One of the game's designers had this to say on the Apocalypse World forums during the playtest:
You call up a horrible conflagration to burn your foes, but you want to send it away when you're done, so you give it your blood and take some damage (or sacrifice something valuable or some other method of harm) and you can send it back to the elemental mess it came from. If you can't pay the price, the leash comes off...
When Leafwillow chooses to have to pay nature's price, that means that for its task to be finished, nature will have demands to make of her, so it doesn't go out of control.
Alternately, if Leafwillow chooses not to be in control, that means that in order to do what needs to be done she exposes the people involved to danger or risk because the elements are out of control.

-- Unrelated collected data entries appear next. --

use super::*;
use crate::error::MigrateError;
use tw_core::{Column, StatementKind};
use tw_db::{DbError, MemoryBackend, SchemaInspector, SqlExecutor};

fn posts() -> TableName {
    TableName::new("posts")
}

fn create_posts(conn: &MemoryBackend, builder: &DdlBuilder) -> MigrateResult<()> {
    let stmt = builder.create_table(&posts(), &[Column::new("id", "INT")], None, true);
    conn.execute(&stmt).map_err(MigrateError::SchemaBuild)?;
    Ok(())
}

#[test]
fn test_success_commits() {
    let db = MemoryBackend::new();
    let builder = DdlBuilder::default();
    let ok = run_in_transaction(&db, &builder, &posts(), |conn| create_posts(conn, &builder));
    assert!(ok);
    assert!(db.table_exists("posts").unwrap());
    assert_eq!(db.transcript().first().map(String::as_str), Some("BEGIN"));
    assert_eq!(db.transcript().last().map(String::as_str), Some("COMMIT"));
}

#[test]
fn test_failure_rolls_back_and_returns_false() {
    let db = MemoryBackend::new();
    let builder = DdlBuilder::default();
    let ok = run_in_transaction(&db, &builder, &posts(), |conn| {
        create_posts(conn, &builder)?;
        Err(MigrateError::SchemaBuild(DbError::ExecutionError(
            "boom".to_string(),
        )))
    });
    assert!(!ok);
    assert!(!db.table_exists("posts").unwrap());
    assert!(!db.in_transaction());
    assert_eq!(db.transcript().last().map(String::as_str), Some("ROLLBACK"));
}

#[test]
fn test_failure_drops_table_when_ddl_is_not_transactional() {
    let db = MemoryBackend::new().with_non_transactional_ddl();
    let builder = DdlBuilder::default();
    db.fail_on("CREATE INDEX");
    let ok = run_in_transaction(&db, &builder, &posts(), |conn| {
        create_posts(conn, &builder)?;
        conn.execute(&builder.create_index(None, &posts(), &["id"], false))
            .map_err(MigrateError::SchemaBuild)?;
        Ok(())
    });
    assert!(!ok);
    assert!(!db.table_exists("posts").unwrap());

    let drops: Vec<_> = db
        .statements()
        .into_iter()
        .filter(|s| matches!(s.kind, StatementKind::DropTable { .. }))
        .collect();
    assert_eq!(drops.len(), 1);
    assert_eq!(drops[0].sql, "DROP TABLE IF EXISTS \"posts\"");
}

#[test]
fn test_failure_before_create_does_not_drop() {
    let db = MemoryBackend::new();
    let builder = DdlBuilder::default();
    let ok = run_in_transaction(&db, &builder, &posts(), |_| {
        Err(MigrateError::Configuration {
            property: "columns".to_string(),
        })
    });
    assert!(!ok);
    assert!(db.statements().is_empty());
}

#[test]
fn test_failed_cleanup_does_not_mask_result() {
    let db = MemoryBackend::new().with_non_transactional_ddl();
    let builder = DdlBuilder::default();
    db.fail_on("DROP TABLE");
    let ok = run_in_transaction(&db, &builder, &posts(), |conn| {
        create_posts(conn, &builder)?;
        Err(MigrateError::SchemaBuild(DbError::ExecutionError(
            "later step".to_string(),
        )))
    });
    assert!(!ok);
    assert!(!db.in_transaction());
    // implicit commit kept the table and the drop was refused
    assert!(db.table_exists("posts").unwrap());
}

#[test]
fn test_begin_failure_returns_false() {
    let db = MemoryBackend::new();
    db.begin().unwrap();
    let builder = DdlBuilder::default();
    let mut ran = false;
    let ok = run_in_transaction(&db, &builder, &posts(), |_| {
        ran = true;
        Ok(())
    });
    assert!(!ok);
    assert!(!ran);
}

#[test]
fn test_prefixed_table_is_cleaned_up_by_physical_name() {
    let db = MemoryBackend::new().with_non_transactional_ddl();
    let builder = DdlBuilder::default().with_table_prefix("app_");
    let table = TableName::new("{{%posts}}");
    let ok = run_in_transaction(&db, &builder, &table, |conn| {
        conn.execute(&builder.create_table(&table, &[Column::new("id", "INT")], None, true))
            .map_err(MigrateError::SchemaBuild)?;
        Err(MigrateError::SchemaBuild(DbError::ExecutionError(
            "fk".to_string(),
        )))
    });
    assert!(!ok);
    assert!(!db.table_exists("app_posts").unwrap());
}

#[test]
fn test_commit_failure_rolls_back_and_cleans_up() {
    let db = MemoryBackend::new();
    db.fail_commit();
    let builder = DdlBuilder::default();
    let ok = run_in_transaction(&db, &builder, &posts(), |conn| create_posts(conn, &builder));
    assert!(!ok);
    assert!(!db.in_transaction());
    assert!(!db.table_exists("posts").unwrap());
    assert_eq!(db.transcript().last().map(String::as_str), Some("ROLLBACK"));
}

#[test]
fn test_commit_failure_drops_table_when_ddl_is_not_transactional() {
    let db = MemoryBackend::new().with_non_transactional_ddl();
    db.fail_commit();
    let builder = DdlBuilder::default();
    let ok = run_in_transaction(&db, &builder, &posts(), |conn| create_posts(conn, &builder));
    assert!(!ok);
    assert!(!db.table_exists("posts").unwrap());
    assert_eq!(
        db.transcript().last().map(String::as_str),
        Some("DROP TABLE IF EXISTS \"posts\"")
    );
}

The exact details of what's going to happen, the risks to take or the price to pay, are not known to her in advance. Elemental Mastery isn't supposed to feel predictable, like the known consequences that happen when Wizzrobe or Clericsdottir Casts a Spell and gets a 7-9. Leafwillow is poking nature, and nature is a lot bigger than her.
As the GM, you have carte blanche with the price to be paid, but don't be worried. You didn't kill your players the first time they rolled a 6, right? Even though you could do whatever you wanted? You made a move that followed, and it's the same here. After the dice hit the table and Leafwillow is weighing her options, you can be more open about the price to pay. (But maybe not; maybe willingness to trust in Nature is itself part of the price.)
Some possible paths forward if you're stuck:
Turn their move back on them. Ask Leafwillow what she offers in trade. It's possible her answer will be enough inspiration, but maybe it isn't or she punts it back to you (with like a "what do you ask of me, great fire" sort of thing) which is fair, you run the universe.
Exploit your prep. It isn't the element's price in specific, it's nature's price. Leafwillow summoned the elements in a location. Did you prep that location? What does the location want?
Blood's good; you need blood to live. Arguably this is the canonical example, see quote above. It is at the least heavily hinted by other playbook text, like the bonds, that some part of the Druid's rites involve blood. So there's an easy answer for a price to pay.